Exercise materials:
***

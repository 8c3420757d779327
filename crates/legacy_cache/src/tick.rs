//! # Tick Queue
//!
//! Work that must happen on the main tick loop is posted here from any thread
//! and executed, in posting order, the next time the loop calls
//! [`TickQueue::run_pending`]. Cache hooks use it to hand derived-state
//! updates (regions, maps) over to the tick thread.

use parking_lot::Mutex;
use std::panic::{catch_unwind, AssertUnwindSafe};
use std::sync::atomic::{AtomicUsize, Ordering};
use std::sync::Arc;
use tokio::sync::mpsc;
use tracing::{error, trace};

/// A unit of work for the tick thread.
pub type TickTask = Box<dyn FnOnce() + Send + 'static>;

/// Cheaply cloneable handle to the main-loop task queue.
#[derive(Clone)]
pub struct TickQueue {
    sender: mpsc::UnboundedSender<TickTask>,
    receiver: Arc<Mutex<mpsc::UnboundedReceiver<TickTask>>>,
    pending: Arc<AtomicUsize>,
}

impl TickQueue {
    pub fn new() -> Self {
        let (sender, receiver) = mpsc::unbounded_channel();
        Self {
            sender,
            receiver: Arc::new(Mutex::new(receiver)),
            pending: Arc::new(AtomicUsize::new(0)),
        }
    }

    /// Queues `task` for the next tick. Never blocks.
    pub fn post(&self, task: impl FnOnce() + Send + 'static) {
        self.pending.fetch_add(1, Ordering::AcqRel);
        if self.sender.send(Box::new(task)).is_err() {
            // The receiver lives in `self`, so this only happens mid-drop.
            self.pending.fetch_sub(1, Ordering::AcqRel);
        }
    }

    pub fn pending(&self) -> usize {
        self.pending.load(Ordering::Acquire)
    }

    /// Runs every task queued so far and returns how many ran. Tasks posted
    /// by the tasks themselves wait for the next call.
    pub fn run_pending(&self) -> usize {
        let budget = self.pending();
        let mut receiver = self.receiver.lock();
        let mut ran = 0;
        while ran < budget {
            let Ok(task) = receiver.try_recv() else { break };
            self.pending.fetch_sub(1, Ordering::AcqRel);
            ran += 1;
            if catch_unwind(AssertUnwindSafe(task)).is_err() {
                error!("❌ Tick task panicked");
            }
        }
        if ran > 0 {
            trace!("Ran {} tick task(s)", ran);
        }
        ran
    }
}

impl Default for TickQueue {
    fn default() -> Self {
        Self::new()
    }
}
//! # Secondary Indexes
//!
//! An index is a pure key-extraction function plus a map from key to the
//! ordered set of ids currently producing that key. Extractors may yield zero,
//! one or several keys per entity, which covers optional fields
//! (`Option<K>` is an iterator) and set-valued fields alike. Compound indexes
//! are plain tuple keys.
//!
//! Buckets are `BTreeSet`s, so every query returns entities in ascending id
//! order and "first match" is always the smallest id.

use compact_str::CompactString;
use legacy_db::Oid;
use smallvec::SmallVec;
use std::any::Any;
use std::collections::{BTreeSet, HashMap};
use std::fmt;
use std::hash::Hash;
use std::marker::PhantomData;
use tracing::warn;

/// Keys produced by one entity for one index.
pub type Keys<K> = SmallVec<[K; 2]>;

/// Whether a key may be shared between entities.
#[derive(Debug, Clone, Copy, PartialEq, Eq)]
pub enum IndexKind {
    /// At most one entity per key is expected. A second entity claiming a
    /// taken key is logged, and every holder stays indexed so that removing
    /// one leaves the others findable. Lookups return the smallest id.
    Unique,
    /// Any number of entities per key.
    Hash,
}

/// Requirements on index key types.
pub trait IndexKey: Eq + Hash + Clone + fmt::Debug + Send + Sync + 'static {}

impl<K: Eq + Hash + Clone + fmt::Debug + Send + Sync + 'static> IndexKey for K {}

/// Typed handle returned when an index is declared.
pub struct IndexHandle<T, K> {
    pub(crate) slot: usize,
    name: CompactString,
    _marker: PhantomData<fn(&T) -> K>,
}

impl<T, K> IndexHandle<T, K> {
    pub(crate) fn new(slot: usize, name: CompactString) -> Self {
        Self {
            slot,
            name,
            _marker: PhantomData,
        }
    }

    pub fn name(&self) -> &str {
        &self.name
    }
}

impl<T, K> Clone for IndexHandle<T, K> {
    fn clone(&self) -> Self {
        Self::new(self.slot, self.name.clone())
    }
}

impl<T, K> fmt::Debug for IndexHandle<T, K> {
    fn fmt(&self, f: &mut fmt::Formatter<'_>) -> fmt::Result {
        f.debug_struct("IndexHandle")
            .field("slot", &self.slot)
            .field("name", &self.name)
            .finish()
    }
}

/// Type-erased view the engine uses to maintain every index uniformly.
pub(crate) trait ErasedIndex<T>: Send + Sync {
    fn name(&self) -> &str;

    fn insert(&mut self, id: Oid<T>, entity: &T);

    fn remove(&mut self, id: Oid<T>, entity: &T);

    /// Whether `old` and `new` produce different keys.
    fn keys_changed(&self, old: &T, new: &T) -> bool;

    fn key_type(&self) -> &'static str;

    fn as_any(&self) -> &dyn Any;
}

pub(crate) struct Index<T, K> {
    name: CompactString,
    kind: IndexKind,
    extract: Box<dyn Fn(&T) -> Keys<K> + Send + Sync>,
    buckets: HashMap<K, BTreeSet<Oid<T>>>,
}

impl<T, K: IndexKey> Index<T, K> {
    pub(crate) fn new(
        name: CompactString,
        kind: IndexKind,
        extract: Box<dyn Fn(&T) -> Keys<K> + Send + Sync>,
    ) -> Self {
        Self {
            name,
            kind,
            extract,
            buckets: HashMap::new(),
        }
    }

    pub(crate) fn ids(&self, key: &K) -> impl Iterator<Item = Oid<T>> + '_ {
        self.buckets.get(key).into_iter().flatten().copied()
    }

    pub(crate) fn first(&self, key: &K) -> Option<Oid<T>> {
        self.buckets.get(key).and_then(|ids| ids.first().copied())
    }

    #[cfg(test)]
    pub(crate) fn bucket_count(&self) -> usize {
        self.buckets.len()
    }
}

impl<T: Send + Sync + 'static, K: IndexKey> ErasedIndex<T> for Index<T, K> {
    fn name(&self) -> &str {
        &self.name
    }

    fn insert(&mut self, id: Oid<T>, entity: &T) {
        for key in (self.extract)(entity) {
            let bucket = self.buckets.entry(key).or_default();
            if self.kind == IndexKind::Unique {
                if let Some(holder) = bucket.iter().find(|held| **held != id) {
                    warn!(
                        index = %self.name,
                        holder = %holder,
                        id = %id,
                        "unique index violated, key is shared"
                    );
                }
            }
            bucket.insert(id);
        }
    }

    fn remove(&mut self, id: Oid<T>, entity: &T) {
        for key in (self.extract)(entity) {
            if let Some(bucket) = self.buckets.get_mut(&key) {
                bucket.remove(&id);
                if bucket.is_empty() {
                    self.buckets.remove(&key);
                }
            }
        }
    }

    fn keys_changed(&self, old: &T, new: &T) -> bool {
        (self.extract)(old) != (self.extract)(new)
    }

    fn key_type(&self) -> &'static str {
        std::any::type_name::<K>()
    }

    fn as_any(&self) -> &dyn Any {
        self
    }
}
impl<T: DbObject> Inner<T> {
    fn apply(&self, event: ChangeEvent<T>) -> Option<CacheChange<T>> {
        let _writer = self.writer.lock();

        let change = match event.kind {
            ChangeKind::Insert | ChangeKind::Update => {
                let Some(entity) = event.document else {
                    Counters::bump(&self.counters.decode_failures);
                    warn!(cache = %self.name, id = %event.id, kind = ?event.kind, "⚠️ dropping change without a document");
                    return None;
                };
                if entity.id() != event.id {
                    Counters::bump(&self.counters.decode_failures);
                    warn!(cache = %self.name, id = %event.id, "⚠️ dropping change whose document carries another id");
                    return None;
                }
                self.state.write().upsert(Arc::new(entity))
            }
            ChangeKind::Delete => self.state.write().remove(event.id).map(CacheChange::Deleted),
        };

        match &change {
            Some(change) => {
                self.count(change);
                debug!(cache = %self.name, id = %event.id, change = change.label(), "applied");
                self.run_hooks(change);
            }
            None => {
                Counters::bump(&self.counters.duplicates_ignored);
                debug!(cache = %self.name, id = %event.id, kind = ?event.kind, "event already reflected, ignored");
            }
        }
        change
    }

    fn bulk_load(&self) -> Result<usize, CacheError> {
        let _writer = self.writer.lock();
        let snapshot = self.fetch_snapshot()?;
        let mut state = self.state.write();
        for entity in snapshot {
            state.upsert(Arc::new(entity));
        }
        Ok(state.entities.len())
    }

    /// The writer lock is taken before the bulk read so that no feed event
    /// can be applied in between and then rolled back by the older snapshot.
    fn resync(&self) -> Result<usize, CacheError> {
        let _writer = self.writer.lock();
        let snapshot = self.fetch_snapshot()?;

        let changes = {
            let mut state = self.state.write();
            let fresh: HashSet<Oid<T>> = snapshot.iter().map(|entity| entity.id()).collect();
            let mut changes: Vec<CacheChange<T>> = snapshot
                .into_iter()
                .filter_map(|entity| state.upsert(Arc::new(entity)))
                .collect();

            let mut stale: Vec<Oid<T>> = state
                .entities
                .keys()
                .filter(|id| !fresh.contains(id))
                .copied()
                .collect();
            stale.sort();
            changes.extend(
                stale
                    .into_iter()
                    .filter_map(|id| state.remove(id))
                    .map(CacheChange::Deleted),
            );
            changes
        };

        Counters::bump(&self.counters.resyncs);
        info!("🔄 {} resynchronised, {} change(s)", self.name, changes.len());
        for change in &changes {
            self.count(change);
            self.run_hooks(change);
        }
        Ok(changes.len())
    }

    /// Reads the whole collection, skipping documents that do not decode.
    fn fetch_snapshot(&self) -> Result<Vec<T>, CacheError> {
        let documents = self
            .collection
            .database()
            .client()
            .find_all(T::COLLECTION)?;

        let mut entities = Vec::with_capacity(documents.len());
        for (id, document) in documents {
            match serde_json::from_value::<T>(document) {
                Ok(entity) => entities.push(entity),
                Err(err) => {
                    Counters::bump(&self.counters.decode_failures);
                    let err = CacheError::FeedDecode {
                        cache: self.name.to_string(),
                        message: format!("{id}: {err}"),
                    };
                    warn!("⚠️ {}", err);
                }
            }
        }
        Ok(entities)
    }

    fn count(&self, change: &CacheChange<T>) {
        let counter = match change {
            CacheChange::Inserted(_) => &self.counters.inserts,
            CacheChange::Updated { .. } => &self.counters.updates,
            CacheChange::Deleted(_) => &self.counters.deletes,
        };
        Counters::bump(counter);
    }

    fn run_hooks(&self, change: &CacheChange<T>) {
        let hooks: Vec<Arc<dyn CacheHook<T>>> = self.hooks.read().clone();
        for hook in hooks {
            let outcome = catch_unwind(AssertUnwindSafe(|| dispatch(hook.as_ref(), change)));
            let message = match outcome {
                Ok(Ok(())) => continue,
                Ok(Err(err)) => format!("{err:#}"),
                Err(_) => "hook panicked".to_string(),
            };
            Counters::bump(&self.counters.hook_failures);
            let failure = CacheError::Hook {
                hook: hook.name().to_string(),
                id: change.entity().id().to_string(),
                message,
            };
            error!(cache = %self.name, change = change.label(), "❌ {}", failure);
        }
    }
}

***

Task instructions: Please go line by line through the records above, copying each one that holds the string "Mutex".

Result of the exercise:
use parking_lot::Mutex;
    receiver: Arc<Mutex<mpsc::UnboundedReceiver<TickTask>>>,
            receiver: Arc::new(Mutex::new(receiver)),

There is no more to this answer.